Marco Rubio started off the year as one of the most popular Republicans among the GOP, and according to the latest poll from Rasmussen, he’s still more popular than not. After several months of working on immigration reform, though, Rubio’s numbers have slid significantly within his party — by fifteen points (via Byron York):
Rubio, the most visible advocate of the Senate’s comprehensive immigration reform plan, is now viewed favorably by 58% of Republican voters nationwide. That down 10 points since May and 15 points since February. A new Rasmussen Reports national telephone survey finds that 16% of GOP voters have an unfavorable opinion of him, while 25% are undecided. (To see survey question wording, click here.)

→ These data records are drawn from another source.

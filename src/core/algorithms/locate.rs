//! Point location in a planar mesh.
//!
//! [`locate`] walks from a hint triangle toward the query point, crossing the
//! edge the point lies beyond at each step (a visibility walk). Walks are
//! guaranteed to terminate on Delaunay meshes; on other meshes a walk may
//! cycle, in which case the search falls back to [`locate_by_scan`], a linear
//! scan over all triangles.
//!
//! # References
//!
//! - O. Devillers, S. Pion, and M. Teillaud, "Walking in a Triangulation",
//!   International Journal of Foundations of Computer Science, 2001.

use crate::core::mesh::{Mesh, MeshError, TriangleKey, VertexKey};
use crate::geometry::point::Point;
use crate::geometry::predicates::{contains_point, orientation};

/// Result of a point location query.
#[derive(Debug, Clone, Copy, PartialEq, Eq)]
pub enum LocateResult {
    /// Point is strictly inside the triangle
    InsideTriangle(TriangleKey),
    /// Point is on edge `i` of the triangle (the edge opposite vertex `i`)
    OnEdge(TriangleKey, usize),
    /// Point coincides with a vertex
    OnVertex(VertexKey),
    /// Point is outside every triangle
    Outside,
}

/// Error during point location.
#[derive(Debug, Clone, PartialEq, thiserror::Error)]
pub enum LocateError {
    /// The mesh has no triangles
    #[error("Cannot locate in a mesh without triangles")]
    EmptyMesh,

    /// The mesh references a missing vertex or triangle
    #[error("Mesh error during location: {source}")]
    Mesh {
        #[from]
        /// The underlying mesh error
        source: MeshError,
    },
}

/// Position of `point` relative to a single triangle.
enum Side {
    /// Strictly beyond edge `i`
    Beyond(usize),
    Located(LocateResult),
}

fn classify(mesh: &Mesh, key: TriangleKey, point: Point) -> Result<Side, MeshError> {
    let tri = mesh
        .triangle(key)
        .ok_or(MeshError::TriangleNotFound { key })?;
    let points = mesh.triangle_points(key)?;
    let eps = mesh.tolerances().degeneracy;

    if let Some(j) = (0..3).find(|&j| points[j].distance(point) <= eps) {
        return Ok(Side::Located(LocateResult::OnVertex(tri.vertex(j))));
    }

    let orient: [f64; 3] =
        std::array::from_fn(|i| orientation(points[(i + 1) % 3], points[(i + 2) % 3], point));

    // An orientation within 2·eps means a sub-triangle of area ≤ eps.
    let edge_band = 2.0 * eps;
    let beyond = (0..3)
        .filter(|&i| orient[i] < -edge_band)
        .min_by(|&a, &b| orient[a].total_cmp(&orient[b]));
    if let Some(i) = beyond {
        return Ok(Side::Beyond(i));
    }

    let on: Vec<usize> = (0..3).filter(|&i| orient[i].abs() <= edge_band).collect();
    let located = match on.as_slice() {
        [] => LocateResult::InsideTriangle(key),
        [i] => LocateResult::OnEdge(key, *i),
        _ => {
            let nearest = (0..3)
                .min_by(|&a, &b| {
                    points[a]
                        .distance_squared(point)
                        .total_cmp(&points[b].distance_squared(point))
                })
                .unwrap_or(0);
            LocateResult::OnVertex(tri.vertex(nearest))
        }
    };
    Ok(Side::Located(located))
}

/// Locates `point` by walking from `hint` (or an arbitrary triangle).
///
/// # Errors
///
/// Returns [`LocateError::EmptyMesh`] when there are no triangles, or a
/// [`LocateError::Mesh`] if the mesh references missing elements.
///
/// # Examples
///
/// ```rust
/// use delaunay_refine::core::algorithms::locate::{LocateResult, locate};
/// use delaunay_refine::core::mesh::Mesh;
/// use delaunay_refine::core::vertex::PointSet;
/// use delaunay_refine::geometry::{point::Point, tolerances::Tolerances};
///
/// let points = PointSet::from_points([[0.0, 0.0], [4.0, 0.0], [0.0, 4.0]]).unwrap();
/// let mut mesh = Mesh::from_point_set(&points, Tolerances::default()).unwrap();
/// let [a, b, c] = [0, 1, 2].map(|i| mesh.vertex_key(i).unwrap());
/// let t = mesh.insert_triangle(a, b, c).unwrap();
///
/// assert_eq!(locate(&mesh, Point::new(1.0, 1.0), None).unwrap(), LocateResult::InsideTriangle(t));
/// assert_eq!(locate(&mesh, Point::new(5.0, 5.0), None).unwrap(), LocateResult::Outside);
/// ```
pub fn locate(
    mesh: &Mesh,
    point: Point,
    hint: Option<TriangleKey>,
) -> Result<LocateResult, LocateError> {
    let start = hint
        .filter(|&k| mesh.contains_triangle(k))
        .or_else(|| mesh.triangles().next().map(|(k, _)| k))
        .ok_or(LocateError::EmptyMesh)?;

    let max_steps = 2 * mesh.number_of_triangles() + 16;
    let mut current = start;
    for _ in 0..max_steps {
        match classify(mesh, current, point)? {
            Side::Located(result) => return Ok(result),
            Side::Beyond(i) => match mesh.triangle(current).and_then(|t| t.neighbor(i)) {
                Some(next) => current = next,
                None => return Ok(LocateResult::Outside),
            },
        }
    }

    tracing::debug!(max_steps, "locate: walk did not settle, scanning all triangles");
    locate_by_scan(mesh, point)
}

/// Locates `point` by testing every triangle in turn.
///
/// # Errors
///
/// Returns [`LocateError::EmptyMesh`] when there are no triangles.
pub fn locate_by_scan(mesh: &Mesh, point: Point) -> Result<LocateResult, LocateError> {
    if mesh.number_of_triangles() == 0 {
        return Err(LocateError::EmptyMesh);
    }
    for (key, _) in mesh.triangles() {
        if let Side::Located(result) = classify(mesh, key, point)? {
            return Ok(result);
        }
    }
    Ok(LocateResult::Outside)
}

/// First triangle whose area-sum test contains `point`.
#[must_use]
pub fn find_containing_triangle(mesh: &Mesh, point: Point) -> Option<TriangleKey> {
    let eps = mesh.tolerances().degeneracy;
    mesh.triangles()
        .find(|(k, _)| {
            mesh.triangle_points(*k)
                .is_ok_and(|points| contains_point(points, point, eps))
        })
        .map(|(k, _)| k)
}
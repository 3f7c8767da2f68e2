use crate::{CommandDeps, HostEvent, command};

use replay_warden_core::is_synthetic;
use tokio::sync::mpsc;
use tracing::{debug, info, instrument};

/// Session lifecycle controller.
///
/// Consumes host events from the feed and drives the rotation engine:
/// joins start a capture and arm the countdown, leaves cancel it, commands
/// go through the command surface. Runs on the async runtime until the feed
/// closes or a shutdown event arrives.
pub struct App {
    pub(crate) deps: CommandDeps,
    pub(crate) event_rx: mpsc::Receiver<HostEvent>,
}

impl App {
    /// Run the main event loop.
    #[instrument(skip(self))]
    pub(crate) async fn run(mut self) {
        info!("Replay-Warden starting");

        while let Some(event) = self.event_rx.recv().await {
            match event {
                HostEvent::PlayerJoined { key } => self.on_joined(&key),
                HostEvent::PlayerLeft { key } => self.on_left(&key),
                HostEvent::Command { source, args } => {
                    command::dispatch(&self.deps, &source, &args);
                }
                HostEvent::Shutdown => {
                    info!("Shutdown requested");
                    break;
                }
            }
        }

        // Best-effort sweep so no countdown task outlives the loop.
        self.deps.engine.shutdown();
        info!("Replay-Warden shut down");
    }

    /// Join: filter synthetic keys with a broadcast notice, otherwise start
    /// a capture and arm the rotation countdown.
    #[instrument(skip(self))]
    fn on_joined(&self, key: &str) {
        if is_synthetic(key) {
            info!(key, "Synthetic session joined, recording skipped");
            self.deps.console.broadcast(&format!(
                "{key} looks like a fake player, replay recording aborted"
            ));
            return;
        }

        self.deps.engine.begin_recording(key);
        self.deps.engine.arm_rotation(key);
    }

    /// Leave: cancel the countdown. The recorder is intentionally left
    /// running; the next join's start command supersedes the capture.
    #[instrument(skip(self))]
    fn on_left(&self, key: &str) {
        if is_synthetic(key) {
            debug!(key, "Synthetic session left, nothing to cancel");
            return;
        }

        self.deps.engine.cancel_rotation(key);
    }
}
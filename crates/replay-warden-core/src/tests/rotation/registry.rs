use crate::TimerRegistry;

use std::{
    sync::{
        Arc,
        atomic::{AtomicUsize, Ordering},
    },
    time::Duration,
};

use tokio::{task, time};

/// Lets countdown tasks woken by `time::advance` run to completion on the
/// current-thread test runtime.
async fn settle_tasks() {
    for _ in 0..8 {
        task::yield_now().await;
    }
}

fn counting_callback(counter: &Arc<AtomicUsize>) -> impl FnOnce(String) + Send + 'static {
    let counter = Arc::clone(counter);
    move |_key| {
        counter.fetch_add(1, Ordering::SeqCst);
    }
}

/// WHAT: Re-arming with a shorter duration fires once, at the new deadline
/// WHY: The central invariant: a superseded countdown must never fire
#[tokio::test(start_paused = true)]
async fn given_rearmed_key_when_shorter_deadline_passes_then_fires_exactly_once() {
    // Given: A key armed for 60s, then re-armed for 10s
    let registry = TimerRegistry::new();
    let fired = Arc::new(AtomicUsize::new(0));

    assert!(registry.arm("Alice", Duration::from_secs(60), counting_callback(&fired)));
    assert!(registry.arm("Alice", Duration::from_secs(10), counting_callback(&fired)));
    task::yield_now().await;

    // When: The shorter deadline passes
    time::advance(Duration::from_secs(10)).await;
    settle_tasks().await;

    // Then: Exactly one firing, and none more at the original deadline
    assert_eq!(fired.load(Ordering::SeqCst), 1);
    assert!(!registry.is_armed("Alice"));

    time::advance(Duration::from_secs(60)).await;
    settle_tasks().await;
    assert_eq!(fired.load(Ordering::SeqCst), 1);
}

/// WHAT: Cancel before expiry suppresses the callback
/// WHY: Canceled countdowns must never fire, even with near-zero remaining
#[tokio::test(start_paused = true)]
async fn given_armed_key_when_canceled_just_before_expiry_then_never_fires() {
    // Given: A key armed for 10s, with almost all of it elapsed
    let registry = TimerRegistry::new();
    let fired = Arc::new(AtomicUsize::new(0));

    registry.arm("Alice", Duration::from_secs(10), counting_callback(&fired));
    task::yield_now().await;
    time::advance(Duration::from_millis(9_999)).await;

    // When: Canceling with ~1ms remaining, then letting the deadline pass
    registry.cancel("Alice");
    time::advance(Duration::from_secs(1)).await;
    settle_tasks().await;

    // Then: The callback never fires
    assert_eq!(fired.load(Ordering::SeqCst), 0);
    assert!(!registry.is_armed("Alice"));
}

/// WHAT: Canceling an absent key is a no-op
/// WHY: Cancel must be idempotent
#[tokio::test(start_paused = true)]
async fn given_empty_registry_when_canceling_unknown_key_then_nothing_happens() {
    let registry = TimerRegistry::new();

    registry.cancel("Nobody");
    registry.cancel("Nobody");

    assert_eq!(registry.armed_count(), 0);
}

/// WHAT: Synthetic keys are rejected at the arm entry point
/// WHY: Bot sessions must never reach the timer registry
#[tokio::test(start_paused = true)]
async fn given_synthetic_key_when_arming_then_no_countdown_is_created() {
    let registry = TimerRegistry::new();
    let fired = Arc::new(AtomicUsize::new(0));

    assert!(!registry.arm("Steve_fake", Duration::from_secs(10), counting_callback(&fired)));
    assert!(!registry.arm("steve_FAKE", Duration::from_secs(10), counting_callback(&fired)));

    assert_eq!(registry.armed_count(), 0);

    time::advance(Duration::from_secs(60)).await;
    settle_tasks().await;
    assert_eq!(fired.load(Ordering::SeqCst), 0);
}

/// WHAT: A zero duration is rejected synchronously
/// WHY: Arming with a non-positive duration is a programming error
#[tokio::test(start_paused = true)]
async fn given_zero_duration_when_arming_then_rejected() {
    let registry = TimerRegistry::new();
    let fired = Arc::new(AtomicUsize::new(0));

    assert!(!registry.arm("Alice", Duration::ZERO, counting_callback(&fired)));
    assert!(!registry.is_armed("Alice"));
}

/// WHAT: Expiry removes the entry from the registry
/// WHY: Fired countdowns must not linger as armed state
#[tokio::test(start_paused = true)]
async fn given_armed_key_when_countdown_expires_then_entry_is_removed() {
    let registry = TimerRegistry::new();
    let fired = Arc::new(AtomicUsize::new(0));

    registry.arm("Alice", Duration::from_secs(5), counting_callback(&fired));
    task::yield_now().await;
    assert!(registry.is_armed("Alice"));

    time::advance(Duration::from_secs(5)).await;
    settle_tasks().await;

    assert_eq!(fired.load(Ordering::SeqCst), 1);
    assert!(!registry.is_armed("Alice"));
    assert_eq!(registry.armed_count(), 0);
}

/// WHAT: Independent keys run independent countdowns
/// WHY: There is no ordering coupling across keys
#[tokio::test(start_paused = true)]
async fn given_two_keys_when_one_is_canceled_then_other_still_fires() {
    let registry = TimerRegistry::new();
    let alice_fired = Arc::new(AtomicUsize::new(0));
    let bob_fired = Arc::new(AtomicUsize::new(0));

    registry.arm("Alice", Duration::from_secs(10), counting_callback(&alice_fired));
    registry.arm("Bob", Duration::from_secs(10), counting_callback(&bob_fired));
    task::yield_now().await;

    registry.cancel("Alice");
    time::advance(Duration::from_secs(10)).await;
    settle_tasks().await;

    assert_eq!(alice_fired.load(Ordering::SeqCst), 0);
    assert_eq!(bob_fired.load(Ordering::SeqCst), 1);
}

/// WHAT: Heavy interleaved arm/cancel churn leaves a consistent registry
/// WHY: Join/leave storms must not leak entries or lose cancellations
#[tokio::test(start_paused = true)]
#[allow(clippy::unwrap_used)]
async fn given_concurrent_arm_cancel_churn_when_settled_then_at_most_one_live_entry() {
    let registry = TimerRegistry::new();
    let fired = Arc::new(AtomicUsize::new(0));

    let mut handles = Vec::new();
    for _ in 0..2 {
        let registry = registry.clone();
        let fired = Arc::clone(&fired);
        handles.push(tokio::spawn(async move {
            for i in 0..500 {
                let counter = Arc::clone(&fired);
                registry.arm("Alice", Duration::from_secs(3600), move |_| {
                    counter.fetch_add(1, Ordering::SeqCst);
                });
                if i % 3 == 0 {
                    registry.cancel("Alice");
                }
                task::yield_now().await;
            }
        }));
    }
    for handle in handles {
        handle.await.unwrap();
    }

    // At most one live entry for the key, and aborted timers never fire.
    assert!(registry.armed_count() <= 1);

    registry.cancel("Alice");
    assert_eq!(registry.armed_count(), 0);

    time::advance(Duration::from_secs(7200)).await;
    settle_tasks().await;
    assert_eq!(fired.load(Ordering::SeqCst), 0);
}

/// WHAT: cancel_all sweeps every armed countdown
/// WHY: Shutdown performs best-effort cancellation of all entries
#[tokio::test(start_paused = true)]
async fn given_several_armed_keys_when_cancel_all_then_registry_is_empty() {
    let registry = TimerRegistry::new();
    let fired = Arc::new(AtomicUsize::new(0));

    registry.arm("Alice", Duration::from_secs(10), counting_callback(&fired));
    registry.arm("Bob", Duration::from_secs(20), counting_callback(&fired));
    registry.arm("Carol", Duration::from_secs(30), counting_callback(&fired));
    task::yield_now().await;
    assert_eq!(registry.armed_count(), 3);

    registry.cancel_all();

    assert_eq!(registry.armed_count(), 0);
    time::advance(Duration::from_secs(60)).await;
    settle_tasks().await;
    assert_eq!(fired.load(Ordering::SeqCst), 0);
}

The level of enthusiasm for Rubio has declined significantly. Today, just 21% of GOP voters have a Very Favorable opinion of the Florida senator. That’s down sharply from 44% in February and 31% in May.
Among all voters, 37% view Rubio favorably, down five points from February, while 35% have an unfavorable opinion of the first-term senator. Twenty-seven percent (27%) are undecided.
The reaction from overall voters hasn’t actually changed much since May, when Rubio was at 39/32. That change is within the margin of error. The reaction among GOP voters has been a little more significant over the last six weeks. In May, Rubio got a 68/10 rating, but now it’s 58/16.
However, a 58/16 is still not exactly a damning favorability rating. There are a lot of 2016 wannabes that wouldn’t mind trading Rubio for those numbers. Six weeks ago, Ted Cruz got a 42/12, and now Rand Paul has a 63/19, but Paul has a 37/43 with overall voters. Among independents, Rubio gets a 41/35 to Paul’s 37/37.
The trend line has to be worrisome (assuming that Rubio’s interested in running for anything more than Senator in 2016), but at a certain point the immigration issue will become fixed in those ratings. So far, it looks as though Rubio has a long way to fall, and not much more downside to risk.